▶ _WORK ITEM_: From the entries below, gather every line containing the string "unexpected".

▶ _MATERIALS PROVIDED_:
════

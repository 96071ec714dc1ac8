//! BDD step definitions for the provisioning workflow.

use aurora_provision::test_support::Operation;
use aurora_provision::{ProviderError, Provisioner, ReadinessOutcome, ResourceKind};
use rstest_bdd_macros::{given, then, when};
use tokio::runtime::{Builder, Runtime};

use super::test_helpers::{
    FailureStage, INSTANCE_CLASS, ProvisionContext, ProvisionFailure, ProvisionResult,
    existing_cluster, existing_instance, existing_subnet_group,
};

#[derive(Debug, thiserror::Error)]
pub enum StepError {
    #[error("assertion failed: {0}")]
    Assertion(String),
}

fn paused_runtime() -> Result<Runtime, StepError> {
    Builder::new_current_thread()
        .enable_time()
        .start_paused(true)
        .build()
        .map_err(|err| StepError::Assertion(format!("runtime: {err}")))
}

fn failure(provision_context: &ProvisionContext) -> Result<&ProvisionFailure, StepError> {
    match provision_context.outcome {
        Some(ProvisionResult::Failure(ref failure)) => Ok(failure),
        Some(ProvisionResult::Success) => Err(StepError::Assertion(String::from(
            "expected failure, provisioning succeeded",
        ))),
        None => Err(StepError::Assertion(String::from(
            "provisioning was not executed",
        ))),
    }
}

#[given("an empty RDS account")]
fn empty_account(provision_context: ProvisionContext) -> ProvisionContext {
    provision_context
}

#[given("an existing deployment running engine version \"{version}\"")]
fn existing_deployment(provision_context: ProvisionContext, version: String) -> ProvisionContext {
    let backend = provision_context
        .backend
        .clone()
        .with_subnet_group(existing_subnet_group())
        .with_cluster(existing_cluster(&version))
        .with_instance(existing_instance());
    ProvisionContext {
        backend,
        ..provision_context
    }
}

#[given("cluster creation fails with code \"{code}\"")]
fn cluster_creation_fails(provision_context: ProvisionContext, code: String) -> ProvisionContext {
    let backend = provision_context.backend.clone().failing(
        Operation::CreateCluster,
        ProviderError::coded(code, "simulated create failure"),
    );
    ProvisionContext {
        backend,
        ..provision_context
    }
}

#[given("the cluster keeps reporting \"{status}\"")]
fn cluster_never_settles(provision_context: ProvisionContext, status: String) -> ProvisionContext {
    let backend = provision_context
        .backend
        .clone()
        .with_settled_cluster_status(status);
    ProvisionContext {
        backend,
        ..provision_context
    }
}

#[given("the cluster reports \"{statuses}\"")]
fn cluster_reports(provision_context: ProvisionContext, statuses: String) -> ProvisionContext {
    let backend = provision_context
        .backend
        .clone()
        .with_cluster_statuses(statuses.split(',').map(str::trim));
    ProvisionContext {
        backend,
        ..provision_context
    }
}

#[when("I provision the deployment")]
fn provision(provision_context: ProvisionContext) -> Result<ProvisionContext, StepError> {
    let runtime = paused_runtime()?;
    let provisioner = Provisioner::new(provision_context.backend.clone());
    let request = provision_context.request.clone();
    let result = runtime.block_on(async move { provisioner.execute(&request).await });
    let outcome = match result {
        Ok(_) => ProvisionResult::Success,
        Err(err) => ProvisionResult::Failure(ProvisionFailure::from(err)),
    };
    Ok(ProvisionContext {
        outcome: Some(outcome),
        ..provision_context
    })
}

#[then("provisioning succeeds")]
fn provisioning_succeeds(provision_context: &ProvisionContext) -> Result<(), StepError> {
    match provision_context.outcome {
        Some(ProvisionResult::Success) => Ok(()),
        Some(ProvisionResult::Failure(ref failure)) => Err(StepError::Assertion(format!(
            "expected success, got: {}",
            failure.message
        ))),
        None => Err(StepError::Assertion(String::from(
            "provisioning was not executed",
        ))),
    }
}

#[then("the provider saw \"{creates}\" creates and \"{modifies}\" modifies")]
fn mutation_counts(
    provision_context: &ProvisionContext,
    creates: usize,
    modifies: usize,
) -> Result<(), StepError> {
    let backend = &provision_context.backend;
    let observed = (backend.create_count(), backend.modify_count());
    if observed != (creates, modifies) {
        return Err(StepError::Assertion(format!(
            "expected {creates} creates and {modifies} modifies, observed {observed:?}"
        )));
    }
    Ok(())
}

fn samples(provision_context: &ProvisionContext, resource: ResourceKind) -> usize {
    // The first describe of each kind is the reconciler's lookup.
    provision_context
        .backend
        .describe_count(resource)
        .saturating_sub(1)
}

#[then("each readiness wait took \"{expected}\" samples")]
fn each_wait_samples(provision_context: &ProvisionContext, expected: usize) -> Result<(), StepError> {
    for resource in [ResourceKind::Cluster, ResourceKind::Instance] {
        let observed = samples(provision_context, resource);
        if observed != expected {
            return Err(StepError::Assertion(format!(
                "{resource} wait took {observed} samples, expected {expected}"
            )));
        }
    }
    Ok(())
}

#[then("the cluster readiness wait took \"{expected}\" samples")]
fn cluster_wait_samples(
    provision_context: &ProvisionContext,
    expected: usize,
) -> Result<(), StepError> {
    let observed = samples(provision_context, ResourceKind::Cluster);
    if observed != expected {
        return Err(StepError::Assertion(format!(
            "cluster wait took {observed} samples, expected {expected}"
        )));
    }
    Ok(())
}

#[then("the cluster modification leaves the engine version unchanged")]
fn version_unchanged(provision_context: &ProvisionContext) -> Result<(), StepError> {
    let modifications = provision_context.backend.cluster_modifications();
    let [modification] = modifications.as_slice() else {
        return Err(StepError::Assertion(format!(
            "expected one cluster modification, got {}",
            modifications.len()
        )));
    };
    if modification.engine_version.is_some() {
        return Err(StepError::Assertion(format!(
            "engine version should be omitted, got {:?}",
            modification.engine_version
        )));
    }
    if modification.master_user_password.expose() != "correct-horse" {
        return Err(StepError::Assertion(String::from(
            "password should be applied on every run",
        )));
    }
    let expected_groups = provision_context.request.security_group_ids();
    if &modification.security_group_ids != expected_groups {
        return Err(StepError::Assertion(format!(
            "security groups should be {expected_groups:?}, got {:?}",
            modification.security_group_ids
        )));
    }
    Ok(())
}

#[then("the cluster modification requests engine version \"{version}\"")]
fn version_requested(provision_context: &ProvisionContext, version: String) -> Result<(), StepError> {
    let requested: Vec<_> = provision_context
        .backend
        .cluster_modifications()
        .into_iter()
        .map(|modification| modification.engine_version)
        .collect();
    if requested != vec![Some(version.clone())] {
        return Err(StepError::Assertion(format!(
            "expected a single upgrade to {version}, got {requested:?}"
        )));
    }
    Ok(())
}

#[then("the instance modification only changes the class")]
fn instance_class_only(provision_context: &ProvisionContext) -> Result<(), StepError> {
    let classes: Vec<_> = provision_context
        .backend
        .instance_modifications()
        .into_iter()
        .map(|modification| modification.instance_class)
        .collect();
    if classes != vec![String::from(INSTANCE_CLASS)] {
        return Err(StepError::Assertion(format!(
            "expected one class change to {INSTANCE_CLASS}, got {classes:?}"
        )));
    }
    Ok(())
}

#[then("provisioning fails at the cluster stage with code \"{code}\"")]
fn fails_at_cluster(provision_context: &ProvisionContext, code: String) -> Result<(), StepError> {
    let observed = failure(provision_context)?;
    if observed.stage != FailureStage::Cluster || observed.code.as_deref() != Some(code.as_str()) {
        return Err(StepError::Assertion(format!(
            "expected cluster failure with {code}, got {observed:?}"
        )));
    }
    Ok(())
}

#[then("the cluster is reported as not ready")]
fn cluster_not_ready(provision_context: &ProvisionContext) -> Result<(), StepError> {
    let observed = failure(provision_context)?;
    let timed_out = matches!(observed.outcome, Some(ReadinessOutcome::TimedOut { .. }));
    if observed.stage != FailureStage::NotReady(ResourceKind::Cluster) || !timed_out {
        return Err(StepError::Assertion(format!(
            "expected cluster readiness timeout, got {observed:?}"
        )));
    }
    Ok(())
}

#[then("no instance was requested")]
fn no_instance(provision_context: &ProvisionContext) -> Result<(), StepError> {
    let backend = &provision_context.backend;
    if !backend.instance_creations().is_empty() || backend.describe_count(ResourceKind::Instance) > 0
    {
        return Err(StepError::Assertion(String::from(
            "instance reconciliation should not have started",
        )));
    }
    Ok(())
}
//! Build script for generating the `aurora-provision` man page.
//!
//! The man page is rendered from the same clap definition the binary uses
//! and written to the build output directory.

use std::env;
use std::fs::File;
use std::io::Write;
use std::path::PathBuf;

use clap::CommandFactory;
use clap_mangen::Man;

#[path = "src/cli/mod.rs"]
mod cli;
#[path = "src/request/env.rs"]
mod request_env;

use cli::Cli;

fn main() -> Result<(), Box<dyn std::error::Error>> {
    let mut stdout = std::io::stdout();
    writeln!(stdout, "cargo:rerun-if-changed=build.rs")?;
    writeln!(stdout, "cargo:rerun-if-changed=src/cli/mod.rs")?;
    writeln!(stdout, "cargo:rerun-if-changed=src/request/env.rs")?;

    let out_dir =
        PathBuf::from(env::var_os("OUT_DIR").ok_or_else(|| {
            std::io::Error::new(std::io::ErrorKind::NotFound, "OUT_DIR was not set")
        })?);

    let mut buffer = Vec::new();
    Man::new(Cli::command()).render(&mut buffer)?;

    let mut file = File::create(out_dir.join("aurora-provision.1"))?;
    file.write_all(&buffer)?;

    Ok(())
}
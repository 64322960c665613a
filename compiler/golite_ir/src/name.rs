//! Interned identifier handle.

use std::fmt;

/// Index of a string in a module's [`StringInterner`](crate::StringInterner).
///
/// Names are only meaningful together with the interner that produced them.
#[derive(Copy, Clone, Eq, PartialEq, Hash, PartialOrd, Ord)]
#[repr(transparent)]
pub struct Name(u32);

impl Name {
    /// The empty string, pre-interned at index 0.
    pub const EMPTY: Name = Name(0);

    #[inline]
    pub const fn from_raw(raw: u32) -> Self {
        Name(raw)
    }

    #[inline]
    pub const fn index(self) -> usize {
        self.0 as usize
    }
}

impl fmt::Debug for Name {
    fn fmt(&self, f: &mut fmt::Formatter<'_>) -> fmt::Result {
        write!(f, "Name({})", self.0)
    }
}
//! Type expressions: `[]T`, `[N]T`, `map[K]V`, `chan T`, `struct{...}`,
//! `*T`, `interface{}` and (qualified) type names.

use super::{PResult, Parser};
use golite_ir::{ExprId, ExprKind, FieldDecl, Name};
use golite_lexer::TokenKind;

impl Parser<'_> {
    pub(super) fn type_expr(&mut self) -> PResult<ExprId> {
        golite_stack::ensure_sufficient_stack(|| self.type_expr_inner())
    }

    fn type_expr_inner(&mut self) -> PResult<ExprId> {
        let start = self.current_span();
        match self.current_kind() {
            TokenKind::Ident => {
                let (name, span) = self.ident()?;
                let base = self.alloc_expr(ExprKind::Ident(name), span);
                if self.eat(TokenKind::Dot) {
                    let (field, _) = self.ident()?;
                    return Ok(self.alloc_expr(
                        ExprKind::Selector { base, field },
                        self.span_from(start),
                    ));
                }
                Ok(base)
            }
            TokenKind::LBracket => {
                self.advance();
                if self.eat(TokenKind::RBracket) {
                    let elem = self.type_expr()?;
                    return Ok(self.alloc_expr(ExprKind::SliceType(elem), self.span_from(start)));
                }
                let len = if self.eat(TokenKind::Ellipsis) {
                    None
                } else {
                    self.expr_lev += 1;
                    let len = self.expression();
                    self.expr_lev -= 1;
                    Some(len?)
                };
                self.expect(TokenKind::RBracket)?;
                let elem = self.type_expr()?;
                Ok(self.alloc_expr(ExprKind::ArrayType { len, elem }, self.span_from(start)))
            }
            TokenKind::Map => {
                self.advance();
                self.expect(TokenKind::LBracket)?;
                let key = self.type_expr()?;
                self.expect(TokenKind::RBracket)?;
                let value = self.type_expr()?;
                Ok(self.alloc_expr(ExprKind::MapType { key, value }, self.span_from(start)))
            }
            TokenKind::Chan => {
                self.advance();
                if self.check(TokenKind::Arrow) {
                    return Err(self.unsupported("directional channels"));
                }
                let elem = self.type_expr()?;
                Ok(self.alloc_expr(ExprKind::ChanType(elem), self.span_from(start)))
            }
            TokenKind::Arrow => Err(self.unsupported("directional channels")),
            TokenKind::Struct => self.struct_type(),
            TokenKind::Interface => {
                self.advance();
                self.expect(TokenKind::LBrace)?;
                if !self.check(TokenKind::RBrace) {
                    return Err(self.unsupported("interface methods"));
                }
                self.advance();
                Ok(self.alloc_expr(ExprKind::InterfaceType, self.span_from(start)))
            }
            TokenKind::Star => {
                self.advance();
                let pointee = self.type_expr()?;
                Ok(self.alloc_expr(ExprKind::PointerType(pointee), self.span_from(start)))
            }
            TokenKind::LParen => {
                self.advance();
                let inner = self.type_expr()?;
                self.expect(TokenKind::RParen)?;
                Ok(inner)
            }
            TokenKind::Func => Err(self.unsupported("function types")),
            _ => Err(self.unexpected("type")),
        }
    }

    fn struct_type(&mut self) -> PResult<ExprId> {
        let start = self.expect(TokenKind::Struct)?.span;
        self.expect(TokenKind::LBrace)?;

        let mut fields = Vec::new();
        loop {
            while self.eat(TokenKind::Semicolon) {}
            if self.check(TokenKind::RBrace) {
                break;
            }
            self.field_decl(&mut fields)?;
            // Field tags carry no meaning here.
            self.eat(TokenKind::String);
            if !self.check(TokenKind::RBrace) {
                self.expect(TokenKind::Semicolon)?;
            }
        }
        self.expect(TokenKind::RBrace)?;

        let fields = self.arena.alloc_fields(fields);
        Ok(self.alloc_expr(ExprKind::StructType(fields), self.span_from(start)))
    }

    fn field_decl(&mut self, fields: &mut Vec<FieldDecl>) -> PResult<()> {
        let start = self.current_span();

        // Embedded `*T` field.
        if self.check(TokenKind::Star) {
            let ty = self.type_expr()?;
            let name = match &self.arena.expr(ty).kind {
                ExprKind::PointerType(inner) => self.embedded_name(*inner),
                _ => None,
            };
            let name = name.ok_or_else(|| self.unexpected("embedded type name"))?;
            fields.push(FieldDecl {
                name,
                ty,
                span: self.span_from(start),
            });
            return Ok(());
        }

        let mut names = vec![self.ident()?];
        while self.eat(TokenKind::Comma) {
            names.push(self.ident()?);
        }

        // Embedded `T` or `pkg.T` field.
        let embedded = names.len() == 1
            && matches!(
                self.current_kind(),
                TokenKind::Semicolon | TokenKind::RBrace | TokenKind::String | TokenKind::Dot
            );
        if embedded {
            let (name, span) = names[0];
            let mut ty = self.alloc_expr(ExprKind::Ident(name), span);
            let mut field_name = name;
            if self.eat(TokenKind::Dot) {
                let (sel, _) = self.ident()?;
                let span = self.span_from(start);
                ty = self.alloc_expr(ExprKind::Selector { base: ty, field: sel }, span);
                field_name = sel;
            }
            fields.push(FieldDecl {
                name: field_name,
                ty,
                span: self.span_from(start),
            });
            return Ok(());
        }

        let ty = self.type_expr()?;
        for (name, span) in names {
            fields.push(FieldDecl {
                name,
                ty,
                span: span.merge(self.previous_span()),
            });
        }
        Ok(())
    }

    fn embedded_name(&self, ty: ExprId) -> Option<Name> {
        match &self.arena.expr(ty).kind {
            ExprKind::Ident(name) => Some(*name),
            ExprKind::Selector { field, .. } => Some(*field),
            _ => None,
        }
    }
}
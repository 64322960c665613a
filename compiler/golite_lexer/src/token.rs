//! Cooked token kinds handed to the parser.

use golite_ir::Span;
use std::fmt;

#[derive(Copy, Clone, Debug, PartialEq, Eq, Hash)]
pub enum TokenKind {
    // Literals and names; their text is read back through the span.
    Ident,
    Int,
    Float,
    Imag,
    Char,
    String,

    // Keywords
    Break,
    Case,
    Chan,
    Const,
    Continue,
    Default,
    Defer,
    Else,
    Fallthrough,
    For,
    Func,
    Go,
    Goto,
    If,
    Import,
    Interface,
    Map,
    Package,
    Range,
    Return,
    Select,
    Struct,
    Switch,
    Type,
    Var,

    // Operators
    Plus,
    Minus,
    Star,
    Slash,
    Percent,
    Amp,
    Pipe,
    Caret,
    Shl,
    Shr,
    AmpCaret,
    PlusEq,
    MinusEq,
    StarEq,
    SlashEq,
    PercentEq,
    AmpEq,
    PipeEq,
    CaretEq,
    ShlEq,
    ShrEq,
    AmpCaretEq,
    AmpAmp,
    PipePipe,
    Arrow,
    PlusPlus,
    MinusMinus,
    EqEq,
    Lt,
    Gt,
    Eq,
    Bang,
    Tilde,
    NotEq,
    LtEq,
    GtEq,
    ColonEq,
    Ellipsis,

    // Delimiters
    LParen,
    RParen,
    LBracket,
    RBracket,
    LBrace,
    RBrace,
    Comma,
    Dot,
    Semicolon,
    Colon,

    Eof,
}

impl TokenKind {
    /// Whether a newline directly after this token ends the statement.
    pub(crate) fn ends_statement(self) -> bool {
        matches!(
            self,
            TokenKind::Ident
                | TokenKind::Int
                | TokenKind::Float
                | TokenKind::Imag
                | TokenKind::Char
                | TokenKind::String
                | TokenKind::Break
                | TokenKind::Continue
                | TokenKind::Fallthrough
                | TokenKind::Return
                | TokenKind::PlusPlus
                | TokenKind::MinusMinus
                | TokenKind::RParen
                | TokenKind::RBracket
                | TokenKind::RBrace
        )
    }

    /// Human-readable form for diagnostics.
    pub fn describe(self) -> &'static str {
        match self {
            TokenKind::Ident => "identifier",
            TokenKind::Int => "integer literal",
            TokenKind::Float => "float literal",
            TokenKind::Imag => "imaginary literal",
            TokenKind::Char => "rune literal",
            TokenKind::String => "string literal",
            TokenKind::Break => "`break`",
            TokenKind::Case => "`case`",
            TokenKind::Chan => "`chan`",
            TokenKind::Const => "`const`",
            TokenKind::Continue => "`continue`",
            TokenKind::Default => "`default`",
            TokenKind::Defer => "`defer`",
            TokenKind::Else => "`else`",
            TokenKind::Fallthrough => "`fallthrough`",
            TokenKind::For => "`for`",
            TokenKind::Func => "`func`",
            TokenKind::Go => "`go`",
            TokenKind::Goto => "`goto`",
            TokenKind::If => "`if`",
            TokenKind::Import => "`import`",
            TokenKind::Interface => "`interface`",
            TokenKind::Map => "`map`",
            TokenKind::Package => "`package`",
            TokenKind::Range => "`range`",
            TokenKind::Return => "`return`",
            TokenKind::Select => "`select`",
            TokenKind::Struct => "`struct`",
            TokenKind::Switch => "`switch`",
            TokenKind::Type => "`type`",
            TokenKind::Var => "`var`",
            TokenKind::Plus => "`+`",
            TokenKind::Minus => "`-`",
            TokenKind::Star => "`*`",
            TokenKind::Slash => "`/`",
            TokenKind::Percent => "`%`",
            TokenKind::Amp => "`&`",
            TokenKind::Pipe => "`|`",
            TokenKind::Caret => "`^`",
            TokenKind::Shl => "`<<`",
            TokenKind::Shr => "`>>`",
            TokenKind::AmpCaret => "`&^`",
            TokenKind::PlusEq => "`+=`",
            TokenKind::MinusEq => "`-=`",
            TokenKind::StarEq => "`*=`",
            TokenKind::SlashEq => "`/=`",
            TokenKind::PercentEq => "`%=`",
            TokenKind::AmpEq => "`&=`",
            TokenKind::PipeEq => "`|=`",
            TokenKind::CaretEq => "`^=`",
            TokenKind::ShlEq => "`<<=`",
            TokenKind::ShrEq => "`>>=`",
            TokenKind::AmpCaretEq => "`&^=`",
            TokenKind::AmpAmp => "`&&`",
            TokenKind::PipePipe => "`||`",
            TokenKind::Arrow => "`<-`",
            TokenKind::PlusPlus => "`++`",
            TokenKind::MinusMinus => "`--`",
            TokenKind::EqEq => "`==`",
            TokenKind::Lt => "`<`",
            TokenKind::Gt => "`>`",
            TokenKind::Eq => "`=`",
            TokenKind::Bang => "`!`",
            TokenKind::Tilde => "`~`",
            TokenKind::NotEq => "`!=`",
            TokenKind::LtEq => "`<=`",
            TokenKind::GtEq => "`>=`",
            TokenKind::ColonEq => "`:=`",
            TokenKind::Ellipsis => "`...`",
            TokenKind::LParen => "`(`",
            TokenKind::RParen => "`)`",
            TokenKind::LBracket => "`[`",
            TokenKind::RBracket => "`]`",
            TokenKind::LBrace => "`{`",
            TokenKind::RBrace => "`}`",
            TokenKind::Comma => "`,`",
            TokenKind::Dot => "`.`",
            TokenKind::Semicolon => "`;`",
            TokenKind::Colon => "`:`",
            TokenKind::Eof => "end of input",
        }
    }
}

impl fmt::Display for TokenKind {
    fn fmt(&self, f: &mut fmt::Formatter<'_>) -> fmt::Result {
        f.write_str(self.describe())
    }
}

#[derive(Copy, Clone, Debug, PartialEq, Eq)]
pub struct Token {
    pub kind: TokenKind,
    pub span: Span,
}

impl Token {
    pub fn new(kind: TokenKind, span: Span) -> Self {
        Token { kind, span }
    }
}

/// Lexer output; always ends with an `Eof` token.
#[derive(Clone, Debug, Default)]
pub struct TokenList {
    pub tokens: Vec<Token>,
}

impl TokenList {
    pub fn len(&self) -> usize {
        self.tokens.len()
    }

    pub fn is_empty(&self) -> bool {
        self.tokens.is_empty()
    }

    pub fn kinds(&self) -> impl Iterator<Item = TokenKind> + '_ {
        self.tokens.iter().map(|t| t.kind)
    }
}
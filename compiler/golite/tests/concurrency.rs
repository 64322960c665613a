//! Evaluations on several threads sharing one root environment.

use golite::{Environment, HostFunction, Value};
use pretty_assertions::assert_eq;
use std::thread;

fn assert_send_sync<T: Send + Sync>() {}

#[test]
fn public_types_are_thread_safe() {
    assert_send_sync::<Environment>();
    assert_send_sync::<Value>();
    assert_send_sync::<HostFunction>();
}

#[test]
fn children_of_a_shared_root_evaluate_in_parallel() {
    let root = Environment::new();
    root.set("base", Value::int(100));
    root.register("Square", HostFunction::unary("Square", |x: i64| x * x));

    let handles: Vec<_> = (0..8i64)
        .map(|i| {
            let child = root.new_child();
            thread::spawn(move || {
                child.set("i", Value::int(i));
                child.eval("total := 0; for k := 0; k < 50; k++ { total += Square(i) }; base + total")
            })
        })
        .collect();

    for (i, handle) in (0..8i64).zip(handles) {
        let result = handle.join().map_err(|_| "thread panicked");
        assert_eq!(result.map(Result::ok), Ok(Some(Value::int(100 + 50 * i * i))));
    }
    assert_eq!(root.get("total"), None);
}

#[test]
fn shared_slices_see_each_others_writes() {
    let root = Environment::new();
    assert!(root.eval("cells := make([]int, 4)").is_ok());

    let handles: Vec<_> = (0..4i64)
        .map(|i| {
            let env = root.new_child();
            thread::spawn(move || env.eval(&format!("cells[{i}] = {i} * 10")).is_ok())
        })
        .collect();
    for handle in handles {
        assert_eq!(handle.join().ok(), Some(true));
    }

    assert_eq!(root.to_json("cells"), "[0,10,20,30]");
}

════

▶ _EXERCISE ANSWER_:
            _ => Err(self.unexpected("type")),
            let name = name.ok_or_else(|| self.unexpected("embedded type name"))?;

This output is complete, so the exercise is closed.